Question

A 50.0kg cyclist on a 10.0kg bicycle speeds up from 5.0m/s to 10.0m/s , the total kinetic energy before acceleratingis 750, and after acceleratingis 3000, how much work is done to increase the kinetic energy of the cyclist and the bicycle

Answer 1

Work for changing KE of cyclist+bicycle is

W=Δ KE= KE2 –KE1=
=3000-750 = 2250 J,
for the cyclist:
W1=ΔKE1 = m1•v2^2/2 – m1•v1^2/2 =
=50•100/2-50•25/2 =1875 J,
for the bicycle:
W2=ΔKE2 = m2•v2^2/2 – m2•v1^2/2 =
=10•100/2 - 10•25/2 =375 J

Answer 2

I am 4 years in the future

Answer 3

I am 9 years in the future :) so cool

Answer 4

dude same

Answer 5

me too

Answer 6

We could also use:

Answer 7

50.0 10.0

Answer 8

i am 10 years in the future <3

Answer 9

[AI-generated answer — Explain Bot]

To determine the work done to increase the kinetic energy of the cyclist and the bicycle, we need to calculate the change in kinetic energy.
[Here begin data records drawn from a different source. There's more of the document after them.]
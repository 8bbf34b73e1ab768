//! Operational efficiency: how long admissions last
//!
//! Handling time is the span between admission and discharge in fractional
//! days. Records whose span cannot be computed, or comes out negative, are
//! left out of every figure in this report.

use std::collections::BTreeMap;

use chrono::NaiveDate;
use serde::{Deserialize, Serialize};

use crate::models::PatientRecord;
use crate::utils::logging::log_skipped;
use crate::utils::round_to_one;

use super::statistics::{floor_median, floor_percentile, mean, sorted_floats};

/// Fraction used for the high percentile
pub const HIGH_PERCENTILE: f64 = 0.9;

/// Mean handling time of the admissions on one date
#[derive(Debug, Clone, PartialEq, Serialize, Deserialize)]
#[serde(rename_all = "camelCase")]
pub struct DailyHandlingTime {
    /// Admission calendar date
    pub date: NaiveDate,
    /// Mean handling time in days
    pub avg_handling_time: f64,
    /// Admissions on that date with a usable handling time
    pub patient_count: usize,
}

/// Handling time statistics
#[derive(Debug, Clone, PartialEq, Serialize, Deserialize)]
#[serde(rename_all = "camelCase")]
pub struct OperationalEfficiency {
    /// Mean handling time, one decimal
    pub average_handling_time: f64,
    /// Upper-middle handling time, one decimal
    pub median_handling_time: f64,
    /// 90th percentile handling time, one decimal
    pub percentile90: f64,
    /// Per admission date, ascending
    pub time_series: Vec<DailyHandlingTime>,
}

/// Build the operational efficiency report for a set of records
#[must_use]
pub fn analyze_operations<'a, I>(records: I) -> OperationalEfficiency
where
    I: IntoIterator<Item = &'a PatientRecord>,
{
    let mut total = 0usize;
    let mut handling_times = Vec::new();
    let mut by_date: BTreeMap<NaiveDate, (f64, usize)> = BTreeMap::new();

    for record in records {
        total += 1;
        let days = record.handling_time_days();
        if let Some(days) = days {
            handling_times.push(days);
        }

        // Every readable admission date gets a row, even with no usable stay
        if let Some(date) = record.admission_day() {
            let entry = by_date.entry(date).or_insert((0.0, 0));
            if let Some(days) = days {
                entry.0 += days;
                entry.1 += 1;
            }
        }
    }

    log_skipped(
        "Operational efficiency",
        total - handling_times.len(),
        "unreadable or negative handling time",
    );

    let sorted = sorted_floats(&handling_times);

    let time_series = by_date
        .into_iter()
        .map(|(date, (sum, count))| DailyHandlingTime {
            date,
            avg_handling_time: if count == 0 { 0.0 } else { sum / count as f64 },
            patient_count: count,
        })
        .collect();

    OperationalEfficiency {
        average_handling_time: round_to_one(mean(&sorted).unwrap_or(0.0)),
        median_handling_time: round_to_one(floor_median(&sorted).unwrap_or(0.0)),
        percentile90: round_to_one(floor_percentile(&sorted, HIGH_PERCENTILE).unwrap_or(0.0)),
        time_series,
    }
}
//! In-memory record store
//!
//! A stand-in for a database: records live in a vector for the lifetime of
//! the process. Records are validated when they enter the store, never when
//! they are read back.

pub mod sample;

use std::path::Path;

use chrono::{Days, NaiveDate};

use crate::algorithm::forecast::daily_admission_counts;
use crate::error::{CareMetricsError, Result};
use crate::filter::DashboardFilters;
use crate::models::{DailyCountPoint, PatientRecord};

pub use sample::sample_records;

/// Collection of patient records with lookup by identifier
#[derive(Debug, Clone, Default)]
pub struct RecordStore {
    records: Vec<PatientRecord>,
}

impl RecordStore {
    /// Create a new empty store
    #[must_use]
    pub fn new() -> Self {
        Self::default()
    }

    /// Create a store seeded with the sample admissions
    #[must_use]
    pub fn with_sample_data() -> Self {
        Self {
            records: sample_records(),
        }
    }

    /// Create a store from records, validating each one
    pub fn from_records(records: Vec<PatientRecord>) -> Result<Self> {
        let mut store = Self::new();
        for record in records {
            store.add(record)?;
        }
        Ok(store)
    }

    /// Load a JSON array of records from a file
    pub fn load_json(path: &Path) -> Result<Self> {
        let contents = std::fs::read_to_string(path)?;
        let records: Vec<PatientRecord> = serde_json::from_str(&contents)?;
        log::info!("Read {} records from {}", records.len(), path.display());
        Self::from_records(records)
    }

    /// Number of stored records
    #[must_use]
    pub fn len(&self) -> usize {
        self.records.len()
    }

    /// Whether the store holds no records
    #[must_use]
    pub fn is_empty(&self) -> bool {
        self.records.is_empty()
    }

    /// All records in insertion order
    #[must_use]
    pub fn all(&self) -> &[PatientRecord] {
        &self.records
    }

    /// Records matching the dashboard filters
    #[must_use]
    pub fn query(&self, filters: &DashboardFilters) -> Vec<&PatientRecord> {
        filters.apply(&self.records)
    }

    /// Look up a record by identifier
    #[must_use]
    pub fn get(&self, id: &str) -> Option<&PatientRecord> {
        self.records.iter().find(|r| r.id == id)
    }

    /// Validate and insert a record
    pub fn add(&mut self, record: PatientRecord) -> Result<&PatientRecord> {
        record.validate()?;
        if self.get(&record.id).is_some() {
            return Err(CareMetricsError::DuplicateRecord(record.id));
        }
        log::debug!("Adding record {}", record.id);
        self.records.push(record);
        Ok(&self.records[self.records.len() - 1])
    }

    /// Modify a record in place; the result is validated before it is kept
    ///
    /// The identifier cannot be changed through `update`.
    pub fn update<F>(&mut self, id: &str, modify: F) -> Result<&PatientRecord>
    where
        F: FnOnce(&mut PatientRecord),
    {
        let index = self
            .records
            .iter()
            .position(|r| r.id == id)
            .ok_or_else(|| CareMetricsError::RecordNotFound(id.to_string()))?;

        let mut updated = self.records[index].clone();
        modify(&mut updated);
        updated.id = id.to_string();
        updated.validate()?;

        self.records[index] = updated;
        Ok(&self.records[index])
    }

    /// Remove a record, returning it
    pub fn remove(&mut self, id: &str) -> Result<PatientRecord> {
        let index = self
            .records
            .iter()
            .position(|r| r.id == id)
            .ok_or_else(|| CareMetricsError::RecordNotFound(id.to_string()))?;
        Ok(self.records.remove(index))
    }

    /// Restore the sample admissions, discarding everything else
    pub fn reset(&mut self) {
        self.records = sample_records();
    }

    /// Latest admission date among the stored records
    #[must_use]
    pub fn last_admission(&self) -> Option<NaiveDate> {
        self.records.iter().filter_map(PatientRecord::admission_day).max()
    }

    /// Complete daily admission series ending on `end`
    ///
    /// Covers `days` days before `end` plus `end` itself; missing days count 0.
    #[must_use]
    pub fn daily_admissions(&self, end: NaiveDate, days: u32) -> Vec<DailyCountPoint> {
        let start = end
            .checked_sub_days(Days::new(u64::from(days)))
            .unwrap_or(NaiveDate::MIN);
        daily_admission_counts(&self.records, start, end)
    }
}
The change in kinetic energy is given by the formula:

ΔKE = KE_final - KE_initial

Where ΔKE is the change in kinetic energy, KE_final is the final kinetic energy, and KE_initial is the initial kinetic energy.

Given:
- Total mass of cyclist and bicycle (m_total) = mass of cyclist (m_cyclist) + mass of bicycle (m_bicycle) = 50.0 kg + 10.0 kg = 60.0 kg
- Initial velocity (v_initial) = 5.0 m/s
- Final velocity (v_final) = 10.0 m/s
- Initial kinetic energy (KE_initial) = 750 J
- Final kinetic energy (KE_final) = 3000 J

First, let's calculate the initial and final kinetic energies of the system:

KE_initial = 750 J

KE_final = 3000 J

Next, calculate the change in kinetic energy:

ΔKE = KE_final - KE_initial
ΔKE = 3000 J - 750 J
ΔKE = 2250 J

The change in kinetic energy represents the work done. Therefore, the work done to increase the kinetic energy of the cyclist and the bicycle is 2250 Joules.